NVIDIA’s annual developer conference (San Jose, March 16–19) has become a bellwether for data center physical infrastructure (DCPI). This year was no exception. NVIDIA DSX took center stage — a full-stack platform for designing, building, and operating AI factories that now counts over 200 partners in its ecosystem. Several major DCPI vendors—including ABB, Eaton, Mitsubishi Electric, Schneider Electric, Siemens, Trane Technologies, and Vertiv—unveiled co-designed solutions in a tightly choreographed wave of announcements. It was a concrete expression of what CEO Jensen Huang declared in his keynote: “this conference is going to cover every single layer of the five-layer cake of artificial intelligence, from land, power and shell the infrastructure to chips, to the platforms, the models, and, of course, the most important, and ultimately what’s going to take get this industry taken off, is all of the applications.”

A Factory for Designing Factories
Among the DSX components, what particularly stood out was the Omniverse DSX Blueprint—a now generally available platform for modeling data center layouts, power topologies, and thermal behavior, using simulation-ready 3D models contributed by infrastructure partners in OpenUSD format. It is an ambitious vision at a time when the reality on the ground is that most data center design still relies on traditional CAD and BIM applications, and digital twin adoption is still in its infancy. This is NVIDIA being characteristically visionary—anticipating what will eventually become a necessity, even if today it can look like an overkill.
The industry is moving from adding capacity in the teens of gigawatts a year to potentially 100GW+ in a decade or less. At that scale, without AI-assisted tools in design, construction, and commissioning, it is hard to see how projects come online at the pace required—particularly given well-known skilled labor shortages. Just as semiconductor design has become fundamentally dependent on AI tools, data center design at gigawatt scale may have no choice but to follow the same path. The Omniverse Blueprint is NVIDIA’s bet on removing the barriers to building AI factories at scale.

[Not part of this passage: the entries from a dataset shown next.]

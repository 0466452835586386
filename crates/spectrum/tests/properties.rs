//! Integration tests for calibration and evaluation of the spectrum

use nflux_spectrum::{
    Balance, ChiSpectrum, Error, ErrorKind, Maxwellian, OutOfRange, RatioTable, Region,
    Shape, SpectrumConfig, SpectrumModel,
};
use nflux_utils::logspace;
use rstest::{fixture, rstest};

fn rel_diff(a: f64, b: f64) -> f64 {
    ((a - b) / b).abs()
}

#[fixture]
fn model() -> SpectrumModel {
    SpectrumModel::new(1.0, 600.0).unwrap()
}

#[fixture]
fn clamped() -> SpectrumConfig {
    let mut config = SpectrumConfig::default();
    config.calibration.out_of_range = OutOfRange::Clamp;
    config
}

#[rstest]
#[case(300.0)] // case 1
#[case(600.0)] // case 2
#[case(1200.0)] // case 3
fn ratio_strictly_increasing(#[case] temperature: f64) {
    let balance = Balance::new(temperature, &SpectrumConfig::default()).unwrap();
    let kt = balance.maxwellian().kt();
    let cutoffs = logspace(1e-6, 30.0 * kt, 60).unwrap();

    let ratios: Vec<f64> = cutoffs.iter().map(|e| balance.ratio(*e).unwrap()).collect();
    for (i, pair) in ratios.windows(2).enumerate() {
        assert!(
            pair[1] > pair[0],
            "ratio decreased between {:e} and {:e} eV",
            cutoffs[i],
            cutoffs[i + 1]
        );
    }
}

#[rstest]
#[case(0.05)] // case 1
#[case(0.5)] // case 2
#[case(2.0)] // case 3
#[case(10.0)] // case 4
#[case(100.0)] // case 5
fn calibrated_cutoff_reproduces_target(#[case] target: f64) {
    let model = SpectrumModel::new(target, 600.0).unwrap();
    let achieved = model.ratio(model.thermal_cutoff()).unwrap();
    assert!(
        rel_diff(achieved, target) < 1e-3,
        "target {target} but cutoff {:e} eV gives {achieved}",
        model.thermal_cutoff()
    );
}

#[rstest]
fn cutoff_increases_with_target() {
    let cutoffs: Vec<f64> = [0.1, 1.0, 10.0]
        .iter()
        .map(|r| SpectrumModel::new(*r, 600.0).unwrap().thermal_cutoff())
        .collect();
    assert!(cutoffs[0] < cutoffs[1] && cutoffs[1] < cutoffs[2]);
}

#[rstest]
fn invariants_hold(model: SpectrumModel) {
    assert!(model.thermal_cutoff() > 0.0);
    assert!(model.thermal_cutoff() < model.fast_boundary());
    assert!(model.scale_epithermal() > 0.0);
    assert!(model.scale_fast() > 0.0);
    assert_eq!(model.fast_boundary(), 1.0e6);
}

#[rstest]
fn continuous_at_boundaries(model: SpectrumModel) {
    for boundary in [model.thermal_cutoff(), model.fast_boundary()] {
        let below = model.flux(boundary * (1.0 - 1e-6)).unwrap();
        let above = model.flux(boundary * (1.0 + 1e-6)).unwrap();
        assert!(
            rel_diff(below, above) < 1e-4,
            "discontinuity at {boundary:e} eV ({below:e} vs {above:e})"
        );
    }
}

#[rstest]
fn boundaries_belong_to_lower_region(model: SpectrumModel) {
    assert_eq!(model.region(model.thermal_cutoff()).unwrap(), Region::Thermal);
    assert_eq!(model.region(model.fast_boundary()).unwrap(), Region::Epithermal);
    assert_eq!(model.region(model.fast_boundary() * 1.01).unwrap(), Region::Fast);
}

#[rstest]
fn flux_is_positive(model: SpectrumModel) {
    let energies = logspace(1e-8, 1.99e7, 500).unwrap();
    for (e, flux) in energies.iter().zip(model.flux_many(&energies).unwrap()) {
        assert!(flux > 0.0, "flux at {e:e} eV is {flux:e}");
    }
}

#[rstest]
#[case(0.0)] // case 1
#[case(-1.0)] // case 2
#[case(f64::NAN)] // case 3
fn non_positive_energy_rejected(model: SpectrumModel, #[case] energy: f64) {
    let err = model.flux(energy).unwrap_err();
    assert!(matches!(err, Error::NonPositiveEnergy(_)));
    assert_eq!(err.kind(), ErrorKind::Domain);
}

#[rstest]
fn batch_fails_on_first_bad_energy(model: SpectrumModel) {
    assert!(model.flux_many(&[1.0, 0.0, 2.0]).is_err());
}

#[rstest]
#[case(1.0, 0.0)] // zero temperature
#[case(1.0, -300.0)] // negative temperature
#[case(0.0, 600.0)] // zero ratio
#[case(-2.0, 600.0)] // negative ratio
#[case(1.0e30, 600.0)] // beyond the table
#[case(1.0e-5, 600.0)] // below the table
fn bad_configuration_rejected(#[case] ratio: f64, #[case] temperature: f64) {
    let err = SpectrumModel::new(ratio, temperature).unwrap_err();
    assert_eq!(err.kind(), ErrorKind::Configuration);
}

fn with_subdivisions(max_subdivisions: usize) -> SpectrumConfig {
    let mut config = SpectrumConfig::default();
    config.quadrature.max_subdivisions = max_subdivisions;
    config
}

fn with_cutoff_max_kt(cutoff_max_kt: f64) -> SpectrumConfig {
    let mut config = SpectrumConfig::default();
    config.calibration.cutoff_max_kt = cutoff_max_kt;
    config
}

#[rstest]
#[case(with_subdivisions(1), ErrorKind::Integration)] // fast integral cannot converge
#[case(with_cutoff_max_kt(1.0e4), ErrorKind::Calibration)] // table reaches the underflow
#[case(with_cutoff_max_kt(-1.0), ErrorKind::Configuration)] // invalid table range
fn construction_aborts_with_error_kind(#[case] config: SpectrumConfig, #[case] kind: ErrorKind) {
    let err = SpectrumModel::with_config(1.0, 600.0, &config).unwrap_err();
    assert_eq!(err.kind(), kind, "unexpected error {err}");
}

#[rstest]
fn construction_stops_at_integration_failure() {
    let err = SpectrumModel::with_config(1.0, 600.0, &with_subdivisions(1)).unwrap_err();
    assert!(matches!(err, Error::IntegrationFailed { subdivisions: 1, .. }));
}

#[rstest]
fn tabulating_past_the_underflow_is_undefined() {
    let balance = Balance::new(600.0, &SpectrumConfig::default()).unwrap();
    let err = RatioTable::tabulate(&balance, vec![1.0, 1.0e4]).unwrap_err();
    assert!(matches!(err, Error::UndefinedRatio { cutoff } if cutoff == 1.0e4));
    assert_eq!(err.kind(), ErrorKind::Calibration);
}

#[rstest]
fn thermal_dominant_scenario(clamped: SpectrumConfig) {
    let model = SpectrumModel::with_config(1e-5, 600.0, &clamped).unwrap();

    // the target sits below the table so the cutoff snaps to its lower end
    assert!(model.thermal_cutoff() < 1.0);
    assert_eq!(model.thermal_cutoff(), clamped.calibration.cutoff_min);

    let maxwellian = Maxwellian::new(600.0).unwrap();
    let below = model.thermal_cutoff() / 2.0;
    assert_eq!(model.flux(below).unwrap(), maxwellian.value(below));

    let epithermal = model.flux(1.0e4).unwrap();
    assert!(rel_diff(epithermal, model.scale_epithermal() / 1.0e4) < 1e-15);

    let fast = model.flux(1.0e7).unwrap();
    let chi = ChiSpectrum::default().value(1.0e7);
    assert!(rel_diff(fast, model.scale_fast() * chi) < 1e-15);
}

#[rstest]
fn regions_follow_their_shapes(model: SpectrumModel) {
    let maxwellian = Maxwellian::new(600.0).unwrap();
    assert_eq!(model.region(1.0e-2).unwrap(), Region::Thermal);
    assert_eq!(model.flux(1.0e-2).unwrap(), maxwellian.value(1.0e-2));

    assert_eq!(model.region(1.0e4).unwrap(), Region::Epithermal);
    assert_eq!(model.region(1.0e7).unwrap(), Region::Fast);
}

#[rstest]
fn identical_inputs_give_identical_models() {
    let a = SpectrumModel::new(3.0, 450.0).unwrap();
    let b = SpectrumModel::new(3.0, 450.0).unwrap();
    assert_eq!(a.thermal_cutoff(), b.thermal_cutoff());
    assert_eq!(a.scale_epithermal(), b.scale_epithermal());
    assert_eq!(a.scale_fast(), b.scale_fast());
    assert_eq!(a.ratio_table(), b.ratio_table());
}

#[rstest]
fn ratio_curve_matches_pointwise(model: SpectrumModel) {
    let cutoffs = [1e-3, 1e-2, 1e-1];
    let curve = model.ratio_curve(&cutoffs).unwrap();
    for (e1, r) in cutoffs.iter().zip(curve) {
        assert_eq!(model.ratio(*e1).unwrap(), r);
    }
}

#[rstest]
fn lethargy_is_energy_weighted(model: SpectrumModel) {
    let e = 250.0;
    assert_eq!(model.lethargy(e).unwrap(), e * model.flux(e).unwrap());
    // flat lethargy flux across the 1/E region
    let a = model.lethargy(1.0e2).unwrap();
    let b = model.lethargy(1.0e5).unwrap();
    assert!(rel_diff(a, b) < 1e-12);
}

#[rstest]
fn alternative_fast_boundary() {
    let config = SpectrumConfig {
        fast_boundary: 1.0e5,
        ..Default::default()
    };
    let model = SpectrumModel::with_config(1.0, 600.0, &config).unwrap();
    assert_eq!(model.fast_boundary(), 1.0e5);
    assert!(rel_diff(model.ratio(model.thermal_cutoff()).unwrap(), 1.0) < 1e-3);
}

#[rstest]
fn summary_display(model: SpectrumModel) {
    let text = model.to_string();
    assert!(text.starts_with("SpectrumModel {"));
    assert!(text.contains("thermal cutoff"));
    assert!(text.contains("600 K"));
}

But while the Omniverse Blueprint captures the imagination, the conversations dominating the show floor among DCPI vendors were far more immediate. Five topics in particular stood out: the growing heterogeneity of inferencing cluster racks, the fast-approaching 800 VDC transition, the ramp-up of liquid cooling designs, the potential commoditization within the MGX ecosystem and—as no data center discussion could miss it—power availability.

The End of the One-Rack Era
For the past two NVIDIA generations, data center designers could plan around a single workhorse rack. The Hopper and then Blackwell platforms offered a largely homogeneous building block: one compute rack architecture, scaled across rows and halls, with relatively uniform power and cooling profiles. GTC 2026 broke that pattern decisively.

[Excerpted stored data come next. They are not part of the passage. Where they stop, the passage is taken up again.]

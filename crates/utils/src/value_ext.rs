use crate::f;

/// Extends primitives with more specific formatting options
pub trait ValueExt {
    /// Better scientific number formatting
    ///
    /// The default is not very consistent for scientific in particular, so this
    /// gives a fixed mantissa precision and a signed, zero-padded exponent.
    ///
    /// ```rust
    /// # use nflux_utils::ValueExt;
    /// assert_eq!((-1.0).sci(5, 2), "-1.00000e+00".to_string());
    /// assert_eq!((2.5e-7).sci(3, 2), "2.500e-07".to_string());
    /// assert_eq!((1.0e12).sci(2, 3), "1.00e+012".to_string());
    /// ```
    fn sci(&self, precision: usize, exp_pad: usize) -> String;
}

impl<T: std::fmt::LowerExp> ValueExt for T {
    fn sci(&self, precision: usize, exp_pad: usize) -> String {
        let raw = f!("{:.precision$e}", self);

        // non-finite values have no exponent to fix up
        let Some((mantissa, exponent)) = raw.split_once('e') else {
            return raw;
        };

        let (sign, digits) = match exponent.strip_prefix('-') {
            Some(digits) => ('-', digits),
            None => ('+', exponent),
        };

        f!("{mantissa}e{sign}{digits:0>exp_pad$}")
    }
}
use serde_json::Value;
use serde_json_path::JsonPath;
use thiserror::Error;

#[derive(Debug, Clone, PartialEq, Eq, Error)]
pub enum JsonPathError {
    #[error("Error while evaluating JSONPath {path}: {message}")]
    Invalid { path: String, message: String },
    #[error("Error while evaluating JSONPath {path}: response body is not JSON")]
    NotJson { path: String },
}

/// First node matched by `path`, or `None` when nothing matches.
pub fn query_first(root: Option<&Value>, path: &str) -> Result<Option<Value>, JsonPathError> {
    let root = root.ok_or_else(|| JsonPathError::NotJson {
        path: path.to_string(),
    })?;
    let compiled = JsonPath::parse(path).map_err(|err| JsonPathError::Invalid {
        path: path.to_string(),
        message: err.to_string(),
    })?;

    Ok(compiled.query(root).first().cloned())
}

NVIDIA introduced not one but a number of rack configurations under the Vera Rubin umbrella. The NVL72 remains the flagship—72 Rubin GPUs and 36 Vera CPUs in a fully liquid-cooled, fanless, cableless enclosure exceeding 200 kW per rack. Alongside it, a CPX rack adds Rubin CPX accelerators to the Vera Rubin superchip trays, optimized for inference performance. A Vera CPU-only rack targets inference and data preprocessing without GPU acceleration. And the LPX rack with Groq’s LPUs debuts third-party silicon within NVIDIA’s own reference design.
This is a big departure. And it is also entirely expected. A single architecture serving every workload was only tenable while AI infrastructure was synonymous with large-scale training. As workloads diversify into a variety of fine-tuning and inferencing agentic AI applications, infrastructure must follow suit. Henry Ford was able to offer the Model T alone for only so long.

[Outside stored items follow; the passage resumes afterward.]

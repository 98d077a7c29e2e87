use thiserror::Error;

use crate::vars::{SubstituteError, MAX_DEPTH};

/// Problems in how a request (or `common`) is written in the bundle.
#[derive(Debug, Clone, PartialEq, Eq, Error)]
pub enum MergeError {
    #[error("missing `{0}`")]
    MissingField(&'static str),
    #[error("`{field}` is malformed: {reason}")]
    Malformed { field: String, reason: String },
    #[error("invalid HTTP method `{0}`")]
    Method(String),
    #[error("option `{name}` must be a boolean, got {value}")]
    OptionType { name: String, value: String },
    #[error("cannot capture `{var}` from `{spec}`, expected $.<path>, $h.<header>, status or body")]
    SetVar { var: String, spec: String },
}

/// Everything that stops a single request from running. None of these abort
/// a bundle run by themselves.
#[derive(Debug, Clone, PartialEq, Eq, Error)]
pub enum RequestError {
    #[error("request {request}: {source}")]
    Merge {
        request: String,
        #[source]
        source: MergeError,
    },
    #[error("request {request}: undefined variable {name}")]
    UnresolvedVariable { request: String, name: String },
    #[error("request {request}: variable {name} nests more than {max} levels deep", max = MAX_DEPTH)]
    VariableDepthExceeded { request: String, name: String },
    #[error("request {request}: invalid variable name {name}")]
    InvalidVariable { request: String, name: String },
}

impl RequestError {
    pub fn merge(request: &str, source: MergeError) -> Self {
        Self::Merge {
            request: request.to_string(),
            source,
        }
    }

    pub fn substitution(request: &str, err: SubstituteError) -> Self {
        let request = request.to_string();
        match err {
            SubstituteError::Unresolved(name) => Self::UnresolvedVariable { request, name },
            SubstituteError::DepthExceeded(name) => Self::VariableDepthExceeded { request, name },
            SubstituteError::InvalidName(name) => Self::InvalidVariable { request, name },
        }
    }

    pub fn request(&self) -> &str {
        match self {
            Self::Merge { request, .. }
            | Self::UnresolvedVariable { request, .. }
            | Self::VariableDepthExceeded { request, .. }
            | Self::InvalidVariable { request, .. } => request,
        }
    }
}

For DCPI vendors, the implications are immediate. Heterogeneous clusters mean managing mixed rack densities, uneven heat loads, and varying liquid cooling requirements coexisting on the same row. This is a design and operational challenge that will demand far more flexibility from infrastructure solutions than the relatively uniform AI halls of the Hopper and Blackwell era.
High Voltage, High Stakes
For the biggest disruption in data center power architecture in decades, 800 VDC power distribution received remarkably little attention in NVIDIA’s official channels. Absent from Jensen’s keynote and with no significant announcements since the technical blog and whitepaper released alongside last year’s OCP Global Summit—an event we covered in a previous blog—NVIDIA’s messaging on the architecture has been sparse.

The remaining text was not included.